**TASK OBJECTIVE**
Could you reproduce, word for word, everything below from the line containing "pub fn compute(&self, node: &Node, depth: usize)" down to the line containing "let mut layouts", with both of those lines included and no others?

**INFORMATION GIVEN**
┄┄┄┄┄┄┄┄┄┄
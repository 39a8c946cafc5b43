//! Layout sizing for the packed node map.
//!
//! Every node is drawn as a circle that contains a header and a square-ish
//! grid of its children's circles. Sizes are computed bottom-up: a node's
//! diameter is the diagonal of its padded content rectangle, never smaller
//! than the base size of its depth.

use std::collections::HashMap;

use tracing::{debug, instrument};

use crate::domain::forest::Forest;
use crate::domain::id::NodeId;
use crate::domain::node::Node;

/// Constants of the sizing algorithm.
#[derive(Debug, Clone, PartialEq)]
pub struct LayoutConfig {
    /// Minimum diameter per depth, non-increasing; deeper levels reuse the last entry.
    pub base_sizes: Vec<u32>,
    /// Space between neighbouring child cells.
    pub gap: u32,
    /// Vertical room reserved for the node's own title.
    pub header: u32,
    /// Margin added on every side of the content rectangle.
    pub padding: u32,
    /// Minimum content width as a fraction of the node's base size.
    pub min_width_ratio: f64,
}

impl Default for LayoutConfig {
    fn default() -> Self {
        Self {
            base_sizes: vec![320, 220, 150, 100, 72],
            gap: 16,
            header: 40,
            padding: 20,
            min_width_ratio: 0.6,
        }
    }
}

impl LayoutConfig {
    /// Base diameter at `depth`, clamped to the last table entry.
    pub fn base_size(&self, depth: usize) -> u32 {
        self.base_sizes
            .get(depth)
            .or_else(|| self.base_sizes.last())
            .copied()
            .unwrap_or(0)
    }
}

/// Result of sizing one subtree.
#[derive(Debug, Clone, Copy, PartialEq, Eq)]
pub struct LayoutMetrics {
    /// Diameter the subtree needs.
    pub size: u32,
    /// Cell size of the children grid (floored by the next depth's base size).
    pub child_max_size: u32,
    /// Grid columns for the children; 0 for a node without children.
    pub columns: usize,
}

impl LayoutMetrics {
    /// Grid rows needed for `child_count` children.
    pub fn rows(&self, child_count: usize) -> usize {
        if self.columns == 0 {
            0
        } else {
            child_count.div_ceil(self.columns)
        }
    }
}

/// Metrics of one node as placed in a forest.
#[derive(Debug, Clone, Copy, PartialEq, Eq)]
pub struct NodeLayout {
    pub depth: usize,
    pub rows: usize,
    pub metrics: LayoutMetrics,
}

/// Computes [`LayoutMetrics`] with a given [`LayoutConfig`].
#[derive(Debug, Clone, Default)]
pub struct LayoutEngine {
    config: LayoutConfig,
}

impl LayoutEngine {
    pub fn new(config: LayoutConfig) -> Self {
        Self { config }
    }

    pub fn config(&self) -> &LayoutConfig {
        &self.config
    }

    /// Size the subtree rooted at `node`, placed at `depth`.
    pub fn compute(&self, node: &Node, depth: usize) -> LayoutMetrics {
        self.measure(node, depth, &mut |_: &Node, _: usize, _: LayoutMetrics| {})
    }

    /// Size every node of `forest` in a single bottom-up pass.
    ///
    /// Yields the same metrics as calling [`LayoutEngine::compute`] on each
    /// node at its depth.
    #[instrument(level = "debug", skip_all, fields(nodes = forest.node_count()))]
    pub fn layout_forest(&self, forest: &Forest) -> HashMap<NodeId, NodeLayout> {
        let mut layouts = HashMap::with_capacity(forest.node_count());
        for root in forest.roots() {
            self.measure(root, 0, &mut |node: &Node, depth: usize, metrics: LayoutMetrics| {
                layouts.insert(
                    *node.id(),
                    NodeLayout {
                        depth,
                        rows: metrics.rows(node.children().len()),
                        metrics,
                    },
                );
            });
        }
        debug!("layout_forest: sized {} nodes", layouts.len());
        layouts
    }

    fn measure<F>(&self, node: &Node, depth: usize, visit: &mut F) -> LayoutMetrics
    where
        F: FnMut(&Node, usize, LayoutMetrics),
    {
        let base = self.config.base_size(depth);
        let next_base = self.config.base_size(depth + 1);

        let metrics = if node.is_leaf() {
            LayoutMetrics {
                size: base,
                child_max_size: next_base,
                columns: 0,
            }
        } else {
            let count = node.children().len();
            let largest_child = node
                .children()
                .iter()
                .map(|child| self.measure(child, depth + 1, visit).size)
                .max()
                .unwrap_or(0);
            let cell = largest_child.max(next_base);
            let columns = grid_columns(count);
            let rows = count.div_ceil(columns);

            let gap = f64::from(self.config.gap);
            let cell_f = f64::from(cell);
            let grid_w = columns as f64 * cell_f + (columns - 1) as f64 * gap;
            let grid_h = rows as f64 * cell_f + (rows - 1) as f64 * gap;

            let content_h = grid_h + f64::from(self.config.header);
            let content_w = grid_w.max(self.config.min_width_ratio * f64::from(base));

            let pad = 2.0 * f64::from(self.config.padding);
            let (w, h) = (content_w + pad, content_h + pad);
            let diagonal = (w * w + h * h).sqrt().ceil() as u32;

            LayoutMetrics {
                size: diagonal.max(base),
                child_max_size: cell,
                columns,
            }
        };

        visit(node, depth, metrics);
        metrics
    }
}

/// Size a subtree with the default constants.
pub fn compute_layout(node: &Node, depth: usize) -> LayoutMetrics {
    LayoutEngine::default().compute(node, depth)
}

/// Smallest `c >= 1` with `c * c >= count`, i.e. `ceil(sqrt(count))`.
fn grid_columns(count: usize) -> usize {
    let mut columns = ((count as f64).sqrt() as usize).max(1);
    while columns * columns < count {
        columns += 1;
    }
    columns
}

#[cfg(test)]
mod tests {
    use super::*;
    use crate::domain::node::create_node;
    use rstest::rstest;

    fn with_leaf_children(count: usize) -> Forest {
        let parent = create_node(Some("parent"));
        let id = *parent.id();
        (0..count).fold(Forest::new().append_root(parent), |forest, i| {
            forest.append_child(&id, Some(&format!("child {i}")))
        })
    }

    #[rstest]
    #[case(1, 1)]
    #[case(2, 2)]
    #[case(4, 2)]
    #[case(5, 3)]
    #[case(9, 3)]
    #[case(10, 4)]
    fn given_child_count_when_grid_columns_then_ceil_sqrt(
        #[case] count: usize,
        #[case] expected: usize,
    ) {
        assert_eq!(grid_columns(count), expected);
    }

    #[test]
    fn given_depth_beyond_table_when_base_size_then_clamps_to_last() {
        let config = LayoutConfig::default();
        assert_eq!(config.base_size(0), 320);
        assert_eq!(config.base_size(4), 72);
        assert_eq!(config.base_size(40), 72);
    }

    #[test]
    fn given_empty_table_when_base_size_then_zero() {
        let config = LayoutConfig {
            base_sizes: vec![],
            ..LayoutConfig::default()
        };
        assert_eq!(config.base_size(0), 0);
    }

    #[test]
    fn given_leaf_when_computing_then_base_size_and_next_depth_cell() {
        let leaf = create_node(None);
        let metrics = compute_layout(&leaf, 1);
        assert_eq!(
            metrics,
            LayoutMetrics {
                size: 220,
                child_max_size: 150,
                columns: 0
            }
        );
        assert_eq!(metrics.rows(0), 0);
    }

    #[test]
    fn given_five_leaf_children_at_depth_one_when_computing_then_three_by_two_grid() {
        let forest = with_leaf_children(5);
        let node = &forest.roots()[0];

        let metrics = compute_layout(node, 1);

        assert_eq!(metrics.columns, 3);
        assert_eq!(metrics.rows(5), 2);
        assert_eq!(metrics.child_max_size, 150);
        // 522 x 396 padded rectangle
        assert_eq!(metrics.size, 656);
    }

    #[test]
    fn given_narrow_grid_when_computing_then_min_width_ratio_applies() {
        let engine = LayoutEngine::new(LayoutConfig {
            base_sizes: vec![200, 50],
            gap: 0,
            header: 0,
            padding: 100,
            min_width_ratio: 0.6,
        });
        let forest = with_leaf_children(1);

        let metrics = engine.compute(&forest.roots()[0], 0);

        // content width 120 instead of the 50-wide grid
        assert_eq!(metrics.size, 407);
    }

    #[test]
    fn given_forest_when_layout_forest_then_matches_per_node_compute() {
        let forest = with_leaf_children(7);
        let root_id = *forest.roots()[0].id();
        let forest = forest.append_child(&root_id, None);
        let nested_parent = *forest.roots()[0].children()[2].id();
        let forest = forest
            .append_child(&nested_parent, None)
            .append_child(&nested_parent, None);
        let engine = LayoutEngine::default();

        let layouts = engine.layout_forest(&forest);

        assert_eq!(layouts.len(), forest.node_count());
        for (depth, node) in forest.iter() {
            let layout = layouts[node.id()];
            assert_eq!(layout.depth, depth);
            assert_eq!(layout.metrics, engine.compute(node, depth));
        }
        assert_eq!(layouts[&root_id].rows, 3);
    }
}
┄┄┄┄┄┄┄┄┄┄
**RESPONSE AREA**
    pub fn compute(&self, node: &Node, depth: usize) -> LayoutMetrics {
        self.measure(node, depth, &mut |_: &Node, _: usize, _: LayoutMetrics| {})
    }

    /// Size every node of `forest` in a single bottom-up pass.
    ///
    /// Yields the same metrics as calling [`LayoutEngine::compute`] on each
    /// node at its depth.
    #[instrument(level = "debug", skip_all, fields(nodes = forest.node_count()))]
    pub fn layout_forest(&self, forest: &Forest) -> HashMap<NodeId, NodeLayout> {
        let mut layouts = HashMap::with_capacity(forest.node_count());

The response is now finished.